ROMANSH: One of the reasons I do not answer all your questions, is that there are many of them. My posting style I find lends itself to relatively short exchanges.

My apologies. I do tend to go on a bit! I’ll pick out the most relevant points and try to keep my responses shorter.

ROMANSH: Are you aware of all the unconscious drivers that cause your will? Or is it just conscious drivers that create your will. If my will is created by my unconscious it seems pointless to me to force conscious into the definition. [And later:] The question remains in that we have wills (wants, desires) that we are not aware of, so we should be asking can these wills be free.

This is an equivocation. The word “will” has several meanings. “Free will” according to your own definition relates to “the ability to act on or make choices”. It is a totally different meaning from desire (unconscious driver). We all have sexual wants/desires, but we use our will (ability to make a choice) to control them. Would you exonerate a rapist by saying: “It was his sexual desire that made him do it”?

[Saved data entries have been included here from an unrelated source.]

//! Config subcommand handlers.

use dialoguer::Input;

use crate::cli::{ConfigArgs, ConfigCommand, GlobalOpts, OutputFormat};
use crate::config::{self, Config};
use crate::error::CliError;
use crate::output;

use super::util;

fn render_config(cfg: &Config, format: &OutputFormat) -> Result<String, CliError> {
    match format {
        OutputFormat::Table | OutputFormat::Plain => {
            toml::to_string_pretty(cfg).map_err(|e| CliError::Render(e.to_string()))
        }
        structured => output::render_single(structured, cfg, |_| String::new(), |_| String::new()),
    }
}

pub fn handle(args: ConfigArgs, global: &GlobalOpts) -> Result<(), CliError> {
    match args.command {
        ConfigCommand::Path => {
            output::print_output(&config::config_path().display().to_string(), global.quiet);
            Ok(())
        }

        ConfigCommand::Show => {
            let mut cfg = config::load_config()?;
            if let Some(ref url) = global.api_url {
                cfg.api_url = Some(url.clone());
            }
            if let Some(timeout) = global.timeout {
                cfg.timeout_secs = timeout;
            }
            if global.insecure {
                cfg.insecure = true;
            }
            output::print_output(&render_config(&cfg, &global.format())?, global.quiet);
            Ok(())
        }

        ConfigCommand::Init => {
            let path = config::config_path();
            if !util::interactive() {
                return Err(CliError::Prompt(
                    "config init is interactive; edit the file directly instead".into(),
                ));
            }
            if path.exists()
                && !util::confirm(&format!("Overwrite {}?", path.display()), global.yes)?
            {
                util::status_line(global, "Aborted");
                return Ok(());
            }

            eprintln!("Disha CLI configuration wizard");
            eprintln!("   Config path: {}\n", path.display());

            let mut cfg = config::load_config().unwrap_or_default();

            let api_url: String = Input::new()
                .with_prompt("Backend URL")
                .default(
                    global
                        .api_url
                        .clone()
                        .or_else(|| cfg.api_url.clone())
                        .unwrap_or_else(|| "http://localhost:8000".into()),
                )
                .interact_text()
                .map_err(util::prompt_err)?;
            cfg.api_url = Some(api_url.trim().to_owned());

            cfg.poll_interval_secs = Input::new()
                .with_prompt("Poll interval (seconds)")
                .default(cfg.poll_interval_secs)
                .interact_text()
                .map_err(util::prompt_err)?;

            cfg.emergency.road_id = Input::new()
                .with_prompt("Emergency simulation road")
                .default(cfg.emergency.road_id.clone())
                .interact_text()
                .map_err(util::prompt_err)?;

            // Reject before writing anything.
            cfg.to_view_config()?;

            let written = config::save_config(&cfg)?;
            util::status_line(global, &format!("Saved {}", written.display()));
            Ok(())
        }
    }
}
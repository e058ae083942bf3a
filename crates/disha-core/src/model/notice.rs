use serde::Serialize;
use strum::Display;

#[derive(Debug, Clone, Copy, PartialEq, Eq, Serialize, Display)]
#[serde(rename_all = "lowercase")]
#[strum(serialize_all = "lowercase")]
pub enum NoticeLevel {
    Info,
    Success,
    Warning,
    Error,
}

/// A transient user-visible message, broadcast to whichever front-end is
/// listening.
#[derive(Debug, Clone, PartialEq, Eq, Serialize)]
pub struct Notice {
    pub level: NoticeLevel,
    pub message: String,
}

impl Notice {
    pub fn new(level: NoticeLevel, message: impl Into<String>) -> Self {
        Self {
            level,
            message: message.into(),
        }
    }

    pub fn info(message: impl Into<String>) -> Self {
        Self::new(NoticeLevel::Info, message)
    }

    pub fn success(message: impl Into<String>) -> Self {
        Self::new(NoticeLevel::Success, message)
    }

    pub fn warning(message: impl Into<String>) -> Self {
        Self::new(NoticeLevel::Warning, message)
    }

    pub fn error(message: impl Into<String>) -> Self {
        Self::new(NoticeLevel::Error, message)
    }
}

ROMANSH: You think whether our brain chemistry affects our thoughts is unknowable. But we can experiment on the effect chemicals on my brain and thoughts. I volunteer to be tested - I can suggest some nice single malts as chemicals.

I think no such thing. “Unknowable” was my answer to your question: “Which came first the thought or the brain chemistry?” Nevertheless, this is a very important point which I’ve also raised with David. We know that drugs, alcohol, diseases etc. affect the brain and hence our behaviour. This seems to indicate that our identity and hence our will has its source in materials. But if the self is immaterial – which is the big question – a possible explanation might be that these influences disturb the contact between it and the brain. A drunken rapist might say: “I wasn’t myself”, i.e. he had lost the conscious control that constitutes his free will, and so his desires took over. But I don’t know any more than you or anyone else how the mechanisms work.

ROMANSH: Think of TV program you really detest. Now when it comes on watch it all the way through. You seem to think this is somehow independent of the conversation we are having. I simply would argue your will (desire) to prove me wrong is simply greater than your desire not to watch the program.

I would argue that I have to be conscious of the two desires (proving you wrong / switching off) before consciously making my choice (will). Once again, will as in “free will” does not refer to the desire but to the ability to control or choose between desires ("act on or make choices").